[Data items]
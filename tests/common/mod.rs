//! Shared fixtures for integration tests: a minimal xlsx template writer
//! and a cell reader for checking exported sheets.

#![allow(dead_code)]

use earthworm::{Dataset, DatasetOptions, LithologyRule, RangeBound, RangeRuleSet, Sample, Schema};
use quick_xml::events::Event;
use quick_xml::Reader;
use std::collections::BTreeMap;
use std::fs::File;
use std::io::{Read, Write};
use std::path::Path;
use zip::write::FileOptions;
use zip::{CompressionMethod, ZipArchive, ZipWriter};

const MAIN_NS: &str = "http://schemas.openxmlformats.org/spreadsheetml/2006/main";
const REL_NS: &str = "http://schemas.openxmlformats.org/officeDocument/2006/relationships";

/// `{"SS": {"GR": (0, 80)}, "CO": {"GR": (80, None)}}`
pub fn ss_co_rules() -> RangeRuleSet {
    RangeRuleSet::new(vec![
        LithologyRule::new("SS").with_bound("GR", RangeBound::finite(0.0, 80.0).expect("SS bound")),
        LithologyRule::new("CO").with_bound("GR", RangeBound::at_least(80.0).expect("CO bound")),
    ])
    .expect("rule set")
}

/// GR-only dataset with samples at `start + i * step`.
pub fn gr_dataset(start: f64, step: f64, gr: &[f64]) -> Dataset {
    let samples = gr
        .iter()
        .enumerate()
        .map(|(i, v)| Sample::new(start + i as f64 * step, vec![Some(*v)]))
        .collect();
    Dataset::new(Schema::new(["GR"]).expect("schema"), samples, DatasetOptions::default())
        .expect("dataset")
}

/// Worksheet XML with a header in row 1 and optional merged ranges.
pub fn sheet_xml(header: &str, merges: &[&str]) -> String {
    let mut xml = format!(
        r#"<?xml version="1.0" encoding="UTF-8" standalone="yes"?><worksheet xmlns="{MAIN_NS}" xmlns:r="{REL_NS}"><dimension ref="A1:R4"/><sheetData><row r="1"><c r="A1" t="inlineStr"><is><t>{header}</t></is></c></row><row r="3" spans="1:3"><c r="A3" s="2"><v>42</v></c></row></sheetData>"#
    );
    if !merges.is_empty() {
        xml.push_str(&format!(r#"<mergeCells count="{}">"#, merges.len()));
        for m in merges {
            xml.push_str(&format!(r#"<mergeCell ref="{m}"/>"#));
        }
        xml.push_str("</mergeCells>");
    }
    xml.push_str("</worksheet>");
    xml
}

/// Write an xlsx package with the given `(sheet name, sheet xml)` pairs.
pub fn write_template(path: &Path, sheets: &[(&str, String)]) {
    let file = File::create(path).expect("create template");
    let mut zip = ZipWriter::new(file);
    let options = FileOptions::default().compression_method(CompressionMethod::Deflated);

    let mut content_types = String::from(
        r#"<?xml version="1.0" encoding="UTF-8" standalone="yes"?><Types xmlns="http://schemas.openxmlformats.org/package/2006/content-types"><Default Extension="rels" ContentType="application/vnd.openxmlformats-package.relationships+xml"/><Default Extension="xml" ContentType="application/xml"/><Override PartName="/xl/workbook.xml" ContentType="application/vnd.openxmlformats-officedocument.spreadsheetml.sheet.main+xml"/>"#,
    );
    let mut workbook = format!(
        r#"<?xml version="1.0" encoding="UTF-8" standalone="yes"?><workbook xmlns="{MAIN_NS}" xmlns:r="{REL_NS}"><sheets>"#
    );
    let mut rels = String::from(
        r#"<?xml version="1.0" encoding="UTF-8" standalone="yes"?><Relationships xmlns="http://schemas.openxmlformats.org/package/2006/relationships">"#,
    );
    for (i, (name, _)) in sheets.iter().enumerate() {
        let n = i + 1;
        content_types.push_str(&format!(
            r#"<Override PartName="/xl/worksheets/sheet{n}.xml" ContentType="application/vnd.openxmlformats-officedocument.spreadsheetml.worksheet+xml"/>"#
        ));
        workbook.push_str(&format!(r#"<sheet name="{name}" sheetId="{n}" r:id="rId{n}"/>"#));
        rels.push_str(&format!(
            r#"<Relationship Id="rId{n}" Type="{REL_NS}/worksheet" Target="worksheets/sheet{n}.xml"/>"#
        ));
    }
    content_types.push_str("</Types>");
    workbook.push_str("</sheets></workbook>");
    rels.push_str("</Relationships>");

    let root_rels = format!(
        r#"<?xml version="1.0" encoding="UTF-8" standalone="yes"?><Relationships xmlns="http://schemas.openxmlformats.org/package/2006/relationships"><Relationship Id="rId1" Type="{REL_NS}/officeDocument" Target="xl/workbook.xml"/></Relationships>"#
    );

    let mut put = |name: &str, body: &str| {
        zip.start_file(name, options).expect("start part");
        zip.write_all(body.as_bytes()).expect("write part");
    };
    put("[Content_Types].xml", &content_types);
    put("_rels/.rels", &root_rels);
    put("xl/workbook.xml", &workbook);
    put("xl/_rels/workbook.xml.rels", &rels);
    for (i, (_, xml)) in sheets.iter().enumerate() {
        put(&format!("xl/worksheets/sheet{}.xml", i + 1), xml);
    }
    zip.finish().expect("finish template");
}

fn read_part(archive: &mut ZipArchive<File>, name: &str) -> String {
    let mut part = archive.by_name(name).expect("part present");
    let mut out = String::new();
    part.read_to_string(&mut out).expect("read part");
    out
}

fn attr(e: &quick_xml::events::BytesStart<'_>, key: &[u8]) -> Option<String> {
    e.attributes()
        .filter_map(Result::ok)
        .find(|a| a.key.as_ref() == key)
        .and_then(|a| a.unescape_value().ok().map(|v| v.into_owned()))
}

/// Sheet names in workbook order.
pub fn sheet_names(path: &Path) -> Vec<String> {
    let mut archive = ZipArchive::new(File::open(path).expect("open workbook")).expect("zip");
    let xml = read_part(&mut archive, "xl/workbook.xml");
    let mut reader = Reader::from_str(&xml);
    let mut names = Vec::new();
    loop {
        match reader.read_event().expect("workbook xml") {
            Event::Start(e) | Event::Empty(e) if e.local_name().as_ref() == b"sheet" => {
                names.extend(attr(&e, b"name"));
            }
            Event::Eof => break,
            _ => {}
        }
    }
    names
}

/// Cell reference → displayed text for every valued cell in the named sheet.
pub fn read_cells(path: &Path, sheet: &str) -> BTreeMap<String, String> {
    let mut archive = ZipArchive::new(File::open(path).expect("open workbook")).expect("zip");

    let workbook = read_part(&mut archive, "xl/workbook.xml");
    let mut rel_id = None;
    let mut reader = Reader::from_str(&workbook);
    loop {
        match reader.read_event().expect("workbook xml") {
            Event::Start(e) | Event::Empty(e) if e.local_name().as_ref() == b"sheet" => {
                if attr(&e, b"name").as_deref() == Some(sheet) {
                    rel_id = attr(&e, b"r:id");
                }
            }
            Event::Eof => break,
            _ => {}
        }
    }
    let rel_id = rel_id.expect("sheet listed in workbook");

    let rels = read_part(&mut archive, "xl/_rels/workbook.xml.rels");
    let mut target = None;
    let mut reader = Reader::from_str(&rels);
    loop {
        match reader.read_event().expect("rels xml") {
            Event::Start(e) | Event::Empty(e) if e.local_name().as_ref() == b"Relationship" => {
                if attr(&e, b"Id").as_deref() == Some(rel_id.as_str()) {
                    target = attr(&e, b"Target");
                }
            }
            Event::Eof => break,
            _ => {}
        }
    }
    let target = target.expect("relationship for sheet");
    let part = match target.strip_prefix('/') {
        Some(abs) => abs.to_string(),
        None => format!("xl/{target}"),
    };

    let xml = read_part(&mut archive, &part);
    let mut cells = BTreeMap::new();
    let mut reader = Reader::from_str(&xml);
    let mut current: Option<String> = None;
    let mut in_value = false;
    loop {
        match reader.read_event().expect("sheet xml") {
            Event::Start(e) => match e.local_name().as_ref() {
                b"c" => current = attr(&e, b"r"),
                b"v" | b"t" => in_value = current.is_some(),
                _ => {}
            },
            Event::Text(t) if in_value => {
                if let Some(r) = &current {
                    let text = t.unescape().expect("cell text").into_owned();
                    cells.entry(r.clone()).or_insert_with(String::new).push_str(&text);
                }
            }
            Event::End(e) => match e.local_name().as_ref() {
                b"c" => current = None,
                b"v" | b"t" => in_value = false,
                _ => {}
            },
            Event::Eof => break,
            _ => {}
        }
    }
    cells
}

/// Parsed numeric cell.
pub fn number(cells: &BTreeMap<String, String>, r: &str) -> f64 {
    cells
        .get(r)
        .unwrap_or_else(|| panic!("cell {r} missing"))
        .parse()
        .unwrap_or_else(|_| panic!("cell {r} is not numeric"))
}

▸ **EXERCISE OBJECTIVE**
Copy all the lines from the data above that hold the word "step".

▸ **RESPONSE TO THIS EXERCISE**
/// GR-only dataset with samples at `start + i * step`.
pub fn gr_dataset(start: f64, step: f64, gr: &[f64]) -> Dataset {
        .map(|(i, v)| Sample::new(start + i as f64 * step, vec![Some(*v)]))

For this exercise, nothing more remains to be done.